“You did not cross with us from Uist. And afterwards there were the days and nights in Skye, the rains, and the patient watching; madam, as God sees us, Miss Flora carries the bravest soul in Scotland. I cannot do her too much honour.”
Kingsborough, big and simple-hearted—his wife, thrifty and not prone to sentiment—looked at their guest with frank astonishment. He had been so gay, so debonair, until a chance word had touched the depths in him. How could they understand him? They had not been through the glamour and wild seas, as he had been since Miss MacDonald came to serve him. They did not know the clean, quick love that had lain here in wait for him among the Western Isles.
Flora came in again, carrying a dish of hot scones. She was aware of some new gravity that had settled on the company, and her glance sought the Prince’s with instinctive question.
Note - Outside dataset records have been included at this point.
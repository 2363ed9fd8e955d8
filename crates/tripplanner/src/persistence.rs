//! Persistence capabilities used by the trip store.
//!
//! The store never talks to a concrete backend. It sees three capabilities:
//! an identity provider ([`AuthProvider`]), a per-user remote document
//! collection ([`RemoteStore`]) and a local mirror of the whole state
//! ([`LocalStore`]). Live feeds are registered with a callback and return a
//! [`Subscription`] that deregisters the callback once cancelled.

use std::sync::atomic::{AtomicBool, AtomicU64, Ordering};
use std::sync::{Arc, Mutex};

use serde::{Deserialize, Serialize};

use crate::error::{Error, Result};
use crate::model::{AppState, Trip};

/// A signed-in identity.
#[derive(Debug, Clone, PartialEq, Eq, Serialize, Deserialize)]
#[serde(rename_all = "camelCase")]
pub struct User {
    /// Stable identifier; keys the user's remote collection.
    pub uid: String,
    /// Email address, if the provider shares it.
    #[serde(default, skip_serializing_if = "Option::is_none")]
    pub email: Option<String>,
    /// Avatar URL.
    #[serde(default, skip_serializing_if = "Option::is_none")]
    pub photo_url: Option<String>,
    /// Display name.
    #[serde(default, skip_serializing_if = "Option::is_none")]
    pub display_name: Option<String>,
}

impl User {
    /// A user with only a uid.
    #[must_use]
    pub fn new(uid: impl Into<String>) -> Self {
        Self {
            uid: uid.into(),
            email: None,
            photo_url: None,
            display_name: None,
        }
    }
}

/// Callback receiving the current identity, or `None` when signed out.
pub type AuthCallback = Arc<dyn Fn(Option<User>) + Send + Sync>;

/// Callback receiving the full list of a user's trip documents.
pub type TripsCallback = Arc<dyn Fn(Vec<Trip>) + Send + Sync>;

/// External identity provider.
#[async_trait::async_trait]
pub trait AuthProvider: Send + Sync {
    /// Run the interactive sign-in.
    ///
    /// # Errors
    ///
    /// Returns an error if sign-in is cancelled or fails.
    async fn sign_in(&self) -> Result<User>;

    /// End the current session.
    ///
    /// # Errors
    ///
    /// Returns an error if the session cannot be cleared.
    async fn sign_out(&self) -> Result<()>;

    /// The identity of the current session, if any.
    fn current_user(&self) -> Option<User>;

    /// Watch the session.
    ///
    /// `callback` runs once immediately with the current state and again
    /// after every sign-in or sign-out.
    ///
    /// # Errors
    ///
    /// Returns an error if the callback cannot be registered.
    fn subscribe_auth_state(&self, callback: AuthCallback) -> Result<Subscription>;
}

/// Remote per-user document collection of trips.
#[async_trait::async_trait]
pub trait RemoteStore: Send + Sync {
    /// Watch a user's trips.
    ///
    /// `callback` runs once immediately with the current documents and again
    /// after every change to the collection, including this process's own
    /// writes.
    ///
    /// # Errors
    ///
    /// Returns an error if the callback cannot be registered or the initial
    /// documents cannot be read.
    fn subscribe_user_trips(&self, uid: &str, callback: TripsCallback) -> Result<Subscription>;

    /// Create or wholly replace a trip document.
    ///
    /// # Errors
    ///
    /// Returns an error if the write fails.
    async fn upsert_trip(&self, uid: &str, trip: &Trip) -> Result<()>;

    /// Delete a trip document. Deleting a missing document is not an error.
    ///
    /// # Errors
    ///
    /// Returns an error if the delete fails.
    async fn delete_trip(&self, uid: &str, trip_id: &str) -> Result<()>;
}

/// Local mirror of the whole application state.
pub trait LocalStore: Send + Sync {
    /// Read the mirrored state, if one was ever written.
    ///
    /// # Errors
    ///
    /// Returns an error if the mirror cannot be read or decoded.
    fn read_local(&self) -> Result<Option<AppState>>;

    /// Overwrite the mirror with `state`.
    ///
    /// # Errors
    ///
    /// Returns an error if the mirror cannot be written.
    fn write_local(&self, state: &AppState) -> Result<()>;
}

/// Handle to a registered callback.
///
/// Cancelling stops further deliveries. Clones share the same registration;
/// wrap one in a [`SubscriptionGuard`] to cancel it on drop.
#[derive(Debug, Clone)]
pub struct Subscription {
    id: u64,
    active: Arc<AtomicBool>,
}

impl Subscription {
    fn new(id: u64) -> Self {
        Self {
            id,
            active: Arc::new(AtomicBool::new(true)),
        }
    }

    /// Registration id, unique within the list that issued it.
    #[must_use]
    pub fn id(&self) -> u64 {
        self.id
    }

    /// Stop further deliveries.
    pub fn unsubscribe(&self) {
        self.active.store(false, Ordering::SeqCst);
    }

    /// Whether deliveries are still enabled.
    #[must_use]
    pub fn is_active(&self) -> bool {
        self.active.load(Ordering::SeqCst)
    }
}

/// Owns a subscription and cancels it on drop.
#[derive(Debug)]
pub struct SubscriptionGuard(Subscription);

impl SubscriptionGuard {
    /// Take ownership of `subscription`.
    #[must_use]
    pub fn new(subscription: Subscription) -> Self {
        Self(subscription)
    }

    /// The guarded subscription.
    #[must_use]
    pub fn subscription(&self) -> &Subscription {
        &self.0
    }
}

impl Drop for SubscriptionGuard {
    fn drop(&mut self) {
        self.0.unsubscribe();
    }
}

struct Entry<K, C> {
    key: K,
    active: Arc<AtomicBool>,
    callback: C,
}

/// Registry of callbacks used by backends to fan out deliveries.
///
/// Each entry carries a key (e.g. the uid it watches). Cancelled entries are
/// pruned on the next delivery. Callbacks run outside the registry lock, in
/// registration order.
pub struct SubscriberList<K, C> {
    next_id: AtomicU64,
    entries: Mutex<Vec<Entry<K, C>>>,
}

impl<K, C> std::fmt::Debug for SubscriberList<K, C> {
    fn fmt(&self, f: &mut std::fmt::Formatter<'_>) -> std::fmt::Result {
        f.debug_struct("SubscriberList")
            .field("next_id", &self.next_id.load(Ordering::SeqCst))
            .finish_non_exhaustive()
    }
}

impl<K, C> Default for SubscriberList<K, C> {
    fn default() -> Self {
        Self {
            next_id: AtomicU64::new(1),
            entries: Mutex::new(Vec::new()),
        }
    }
}

impl<K: PartialEq + Clone, C: Clone> SubscriberList<K, C> {
    /// Create an empty list.
    #[must_use]
    pub fn new() -> Self {
        Self::default()
    }

    /// Register `callback` under `key`.
    ///
    /// # Errors
    ///
    /// Returns an error if the registry lock is poisoned.
    pub fn add(&self, key: K, callback: C) -> Result<Subscription> {
        let subscription = Subscription::new(self.next_id.fetch_add(1, Ordering::SeqCst));
        let mut entries = self.lock()?;
        entries.push(Entry {
            key,
            active: Arc::clone(&subscription.active),
            callback,
        });
        Ok(subscription)
    }

    /// Active callbacks registered under `key`, pruning cancelled entries.
    ///
    /// # Errors
    ///
    /// Returns an error if the registry lock is poisoned.
    pub fn matching(&self, key: &K) -> Result<Vec<C>> {
        let mut entries = self.lock()?;
        entries.retain(|entry| entry.active.load(Ordering::SeqCst));
        Ok(entries
            .iter()
            .filter(|entry| entry.key == *key)
            .map(|entry| entry.callback.clone())
            .collect())
    }

    /// Active callbacks regardless of key.
    ///
    /// # Errors
    ///
    /// Returns an error if the registry lock is poisoned.
    pub fn all(&self) -> Result<Vec<C>> {
        let mut entries = self.lock()?;
        entries.retain(|entry| entry.active.load(Ordering::SeqCst));
        Ok(entries.iter().map(|entry| entry.callback.clone()).collect())
    }

    /// Number of registrations that have not been cancelled.
    #[must_use]
    pub fn active_count(&self) -> usize {
        self.entries.lock().map_or(0, |entries| {
            entries
                .iter()
                .filter(|entry| entry.active.load(Ordering::SeqCst))
                .count()
        })
    }

    fn lock(&self) -> Result<std::sync::MutexGuard<'_, Vec<Entry<K, C>>>> {
        self.entries
            .lock()
            .map_err(|_| Error::internal("subscriber list lock poisoned"))
    }
}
“Yes,” he said, “I was praising Miss MacDonald in her absence. You must forgive me.”
Late that night, when he and Rupert were alone with their host, the Prince fell into a mood of reckless gaiety. For a while his journeyings were ended. He had supped royally; he was to enjoy the luxury of a mattress and clean sheets, after many nights spent in the heather or in wave-swept boats; and the sheer physical comfort of it was strangely pleasant.
He was a good companion, with a story here, a jest there, that set big Kingsborough laughing till he feared to wake the goodwife up above. He taught the laird the true way of mixing whisky-punch. He would not be cajoled to bed, because the respite of this sitting beside a warm hearth, with friends beside him and Miss MacDonald somewhere in the house, was more than food and drink to him.
“We must make an early start to-morrow,” said Kingsborough, when at last his guest rose. “It is imperative, your Highness.”
“No, friend,” said the other, with pleasant unconcern. “To-night I sleep—I tell you, I must sleep. The most willing horse, Mr. MacDonald, has need of the stable in between-whiles.”
He knew himself and his needs; and, with a purpose as settled as his zeal at other times to undergo wakefulness and unremitting hardship, he slept that night so deep that only armed intrusion would have roused him.
Kingsborough and Rupert, pacing up and down below stairs the next morning, were consumed with dread for the Stuart’s safety. The laird’s wife feared every moment that the enemy would come battering at her door. Only Miss MacDonald was cool and practical.